Dataset entries:
// service/escrow_service.rs
use std::sync::Arc;

use chrono::{DateTime, Duration, Utc};
use num_traits::Zero;
use serde::Serialize;
use sqlx::types::BigDecimal;
use uuid::Uuid;

use crate::{
    config::Config,
    db::{
        escrowdb::{EscrowExt, PartialRefund, PayoutOutcome, TransactionExt},
        DBClient,
    },
    models::{
        contractmodel::{Contract, ContractStatus, Milestone, MilestoneStatus, TransitionError},
        disputemodel::DisputeResolution,
        transactionmodel::{NewTransaction, Transaction, TransactionStatus},
    },
    service::{
        error::ServiceError,
        payment_provider::{GatewayEvent, PaymentGateway},
    },
    utils::currency::{payout_amount, platform_fee, split_amount, to_minor_units},
};

#[derive(Debug, Clone, Copy)]
pub struct ReleasePolicy {
    pub hold_days: i64,
    pub max_attempts: i32,
    pub batch_size: i64,
}

impl ReleasePolicy {
    pub fn from_config(config: &Config) -> Self {
        Self {
            hold_days: config.escrow_hold_days,
            max_attempts: config.escrow_max_release_attempts,
            batch_size: 500,
        }
    }

    /// Funds escrowed at or before this instant have served their hold. A hold
    /// too long to represent leaves nothing due.
    pub fn cutoff(&self, now: DateTime<Utc>) -> DateTime<Utc> {
        Duration::try_days(self.hold_days)
            .and_then(|hold| now.checked_sub_signed(hold))
            .unwrap_or(DateTime::<Utc>::MIN_UTC)
    }
}
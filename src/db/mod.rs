pub mod analyticsdb;
pub mod cache;
pub mod chatdb;
pub mod contractdb;
pub mod db;
pub mod disputedb;
pub mod escrowdb;
pub mod notificationdb;
pub mod projectdb;
pub mod reviewdb;
pub mod supportdb;
pub mod userdb;

pub use db::DBClient;
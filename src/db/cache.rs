// db/cache.rs
use redis::{aio::ConnectionManager, AsyncCommands};
use serde::{de::DeserializeOwned, Serialize};
use std::sync::Arc;
use uuid::Uuid;

/// Cache TTL constants (in seconds)
pub const PROJECT_CACHE_TTL: usize = 300; // 5 minutes
pub const PROJECT_LIST_TTL: usize = 60;
pub const USER_PROFILE_TTL: usize = 1800; // 30 minutes
pub const USER_REVIEWS_TTL: usize = 900; // 15 minutes
pub const ANALYTICS_CACHE_TTL: usize = 120; // 2 minutes

pub fn project_key(project_id: Uuid) -> String {
    format!("project:{}", project_id)
}

pub const PROJECT_LIST_PATTERN: &str = "projects:list:*";

pub fn project_list_key(query: &str) -> String {
    format!("projects:list:{}", query)
}

pub fn user_profile_key(user_id: Uuid) -> String {
    format!("user_profile:{}", user_id)
}

pub fn user_reviews_key(user_id: Uuid) -> String {
    format!("user_reviews:{}", user_id)
}

pub const ANALYTICS_KEY: &str = "admin:analytics";

pub struct CacheHelper;

impl CacheHelper {
    /// Generic get from cache
    pub async fn get<T: DeserializeOwned>(
        redis: &Arc<ConnectionManager>,
        key: &str,
    ) -> Result<Option<T>, redis::RedisError> {
        let mut conn = ConnectionManager::clone(redis);
        let cached: Option<String> = conn.get(key).await?;

        match cached {
            Some(data) => match serde_json::from_str::<T>(&data) {
                Ok(value) => {
                    tracing::debug!("Cache HIT: {}", key);
                    Ok(Some(value))
                }
                Err(_) => {
                    tracing::warn!("Cache deserialization failed for: {}", key);
                    Ok(None)
                }
            },
            None => {
                tracing::debug!("Cache MISS: {}", key);
                Ok(None)
            }
        }
    }

    /// Generic set to cache with TTL
    pub async fn set<T: Serialize>(
        redis: &Arc<ConnectionManager>,
        key: &str,
        value: &T,
        ttl_seconds: usize,
    ) -> Result<(), redis::RedisError> {
        if let Ok(json) = serde_json::to_string(value) {
            let mut conn = ConnectionManager::clone(redis);
            let _: () = conn.set_ex(key, json, ttl_seconds).await?;
            tracing::debug!("Cache SET: {} (TTL: {}s)", key, ttl_seconds);
        }
        Ok(())
    }

    pub async fn delete(redis: &Arc<ConnectionManager>, key: &str) -> Result<(), redis::RedisError> {
        let mut conn = ConnectionManager::clone(redis);
        let _: () = conn.del(key).await?;
        tracing::debug!("Cache DELETE: {}", key);
        Ok(())
    }

    /// Delete keys matching a pattern using SCAN (non-blocking)
    pub async fn delete_pattern(
        redis: &Arc<ConnectionManager>,
        pattern: &str,
    ) -> Result<(), redis::RedisError> {
        let mut conn = ConnectionManager::clone(redis);
        let mut cursor: u64 = 0;
        let mut deleted_count = 0;

        loop {
            let (new_cursor, keys): (u64, Vec<String>) = redis::cmd("SCAN")
                .arg(cursor)
                .arg("MATCH")
                .arg(pattern)
                .arg("COUNT")
                .arg(100)
                .query_async(&mut conn)
                .await?;

            if !keys.is_empty() {
                deleted_count += keys.len();
                let _: () = conn.del(&keys).await?;
            }

            cursor = new_cursor;
            if cursor == 0 {
                break;
            }
        }

        tracing::debug!("Cache DELETE pattern: {} ({} keys)", pattern, deleted_count);
        Ok(())
    }

    /// Read-through helper: a cache error is treated as a miss.
    pub async fn get_optional<T: DeserializeOwned>(
        redis: Option<&Arc<ConnectionManager>>,
        key: &str,
    ) -> Option<T> {
        let redis = redis?;
        match Self::get(redis, key).await {
            Ok(value) => value,
            Err(e) => {
                tracing::warn!("Cache read failed for {}: {}", key, e);
                None
            }
        }
    }

    pub async fn set_optional<T: Serialize>(
        redis: Option<&Arc<ConnectionManager>>,
        key: &str,
        value: &T,
        ttl_seconds: usize,
    ) {
        if let Some(redis) = redis {
            if let Err(e) = Self::set(redis, key, value, ttl_seconds).await {
                tracing::warn!("Cache write failed for {}: {}", key, e);
            }
        }
    }

    pub async fn invalidate_pattern(redis: Option<&Arc<ConnectionManager>>, pattern: &str) {
        if let Some(redis) = redis {
            if let Err(e) = Self::delete_pattern(redis, pattern).await {
                tracing::warn!("Cache invalidation failed for {}: {}", pattern, e);
            }
        }
    }

    /// Delete-on-write. Failures are logged; the TTL bounds any staleness.
    pub async fn invalidate(redis: Option<&Arc<ConnectionManager>>, keys: &[String]) {
        if let Some(redis) = redis {
            for key in keys {
                if let Err(e) = Self::delete(redis, key).await {
                    tracing::warn!("Cache invalidation failed for {}: {}", key, e);
                }
            }
        }
    }

    pub async fn health_check(redis: &Arc<ConnectionManager>) -> Result<bool, redis::RedisError> {
        let mut conn = ConnectionManager::clone(redis);
        let response: String = redis::cmd("PING").query_async(&mut conn).await?;
        Ok(response == "PONG")
    }
}

#[cfg(test)]
mod tests {
    use super::*;

    #[test]
    fn test_cache_keys() {
        let id = Uuid::parse_str("7d3c8c5e-1f2a-4b6e-9d0a-3c4b5a6d7e8f").unwrap();
        assert_eq!(project_key(id), "project:7d3c8c5e-1f2a-4b6e-9d0a-3c4b5a6d7e8f");
        assert_eq!(user_profile_key(id), "user_profile:7d3c8c5e-1f2a-4b6e-9d0a-3c4b5a6d7e8f");
        assert_eq!(project_list_key("status=open&page=1"), "projects:list:status=open&page=1");
        assert_eq!(user_reviews_key(id), "user_reviews:7d3c8c5e-1f2a-4b6e-9d0a-3c4b5a6d7e8f");
    }

    #[tokio::test]
    async fn test_disabled_cache_is_a_miss() {
        let value: Option<String> = CacheHelper::get_optional(None, "project:missing").await;
        assert!(value.is_none());
        CacheHelper::set_optional(None, "project:missing", &"x", PROJECT_CACHE_TTL).await;
        CacheHelper::invalidate(None, &["project:missing".to_string()]).await;
    }
}
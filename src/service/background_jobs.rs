// service/background_jobs.rs
use std::sync::Arc;

use chrono::Utc;
use tokio::time::{interval, Duration};

use crate::{
    db::{
        cache::{project_key, CacheHelper},
        contractdb::ContractExt,
    },
    AppState,
};

/// `tokio::time::interval` panics on a zero period.
pub fn release_period(interval_secs: u64) -> Duration {
    Duration::from_secs(interval_secs.max(1))
}

/// Pays out escrowed funds whose hold has elapsed. The first tick fires
/// immediately, so a restart never waits a full period.
pub async fn start_escrow_release_job(app_state: Arc<AppState>) {
    let mut interval = interval(release_period(app_state.env.escrow_release_interval_secs));

    loop {
        interval.tick().await;

        let now = Utc::now();
        tracing::info!("Running escrow release job at {}", now);

        let report = match app_state.escrow_service.run_release(now).await {
            Ok(report) => report,
            Err(e) => {
                tracing::error!("Escrow release job failed: {}", e);
                continue;
            }
        };

        tracing::info!(
            "Escrow release job completed: {} examined, {} released, {} skipped, {} failed",
            report.examined,
            report.released,
            report.skipped,
            report.failed
        );

        for payout in &report.payouts {
            app_state
                .notification_service
                .notify_payment_released(&payout.transaction)
                .await;

            if payout.contract_completed {
                if let Some(contract) = app_state
                    .db_client
                    .get_contract(payout.transaction.contract_id)
                    .await
                    .ok()
                    .flatten()
                {
                    CacheHelper::invalidate(
                        app_state.db_client.redis_client.as_ref(),
                        &[project_key(contract.project_id)],
                    )
                    .await;
                }
            }
        }
    }
}

#[cfg(test)]
mod tests {
    use super::*;

    #[test]
    fn test_release_period_never_zero() {
        assert_eq!(release_period(0), Duration::from_secs(1));
        assert_eq!(release_period(86_400), Duration::from_secs(86_400));
    }
}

What to produce: Your reply should consist only of the lines from the one containing "pub fn release_period(interval_secs: u64)" through the last line of the records, each reproduced exactly.

Output for this exercise:
pub fn release_period(interval_secs: u64) -> Duration {
    Duration::from_secs(interval_secs.max(1))
}

/// Pays out escrowed funds whose hold has elapsed. The first tick fires
/// immediately, so a restart never waits a full period.
pub async fn start_escrow_release_job(app_state: Arc<AppState>) {
    let mut interval = interval(release_period(app_state.env.escrow_release_interval_secs));

    loop {
        interval.tick().await;

        let now = Utc::now();
        tracing::info!("Running escrow release job at {}", now);

        let report = match app_state.escrow_service.run_release(now).await {
            Ok(report) => report,
            Err(e) => {
                tracing::error!("Escrow release job failed: {}", e);
                continue;
            }
        };

        tracing::info!(
            "Escrow release job completed: {} examined, {} released, {} skipped, {} failed",
            report.examined,
            report.released,
            report.skipped,
            report.failed
        );

        for payout in &report.payouts {
            app_state
                .notification_service
                .notify_payment_released(&payout.transaction)
                .await;

            if payout.contract_completed {
                if let Some(contract) = app_state
                    .db_client
                    .get_contract(payout.transaction.contract_id)
                    .await
                    .ok()
                    .flatten()
                {
                    CacheHelper::invalidate(
                        app_state.db_client.redis_client.as_ref(),
                        &[project_key(contract.project_id)],
                    )
                    .await;
                }
            }
        }
    }
}

#[cfg(test)]
mod tests {
    use super::*;

    #[test]
    fn test_release_period_never_zero() {
        assert_eq!(release_period(0), Duration::from_secs(1));
        assert_eq!(release_period(86_400), Duration::from_secs(86_400));
    }
}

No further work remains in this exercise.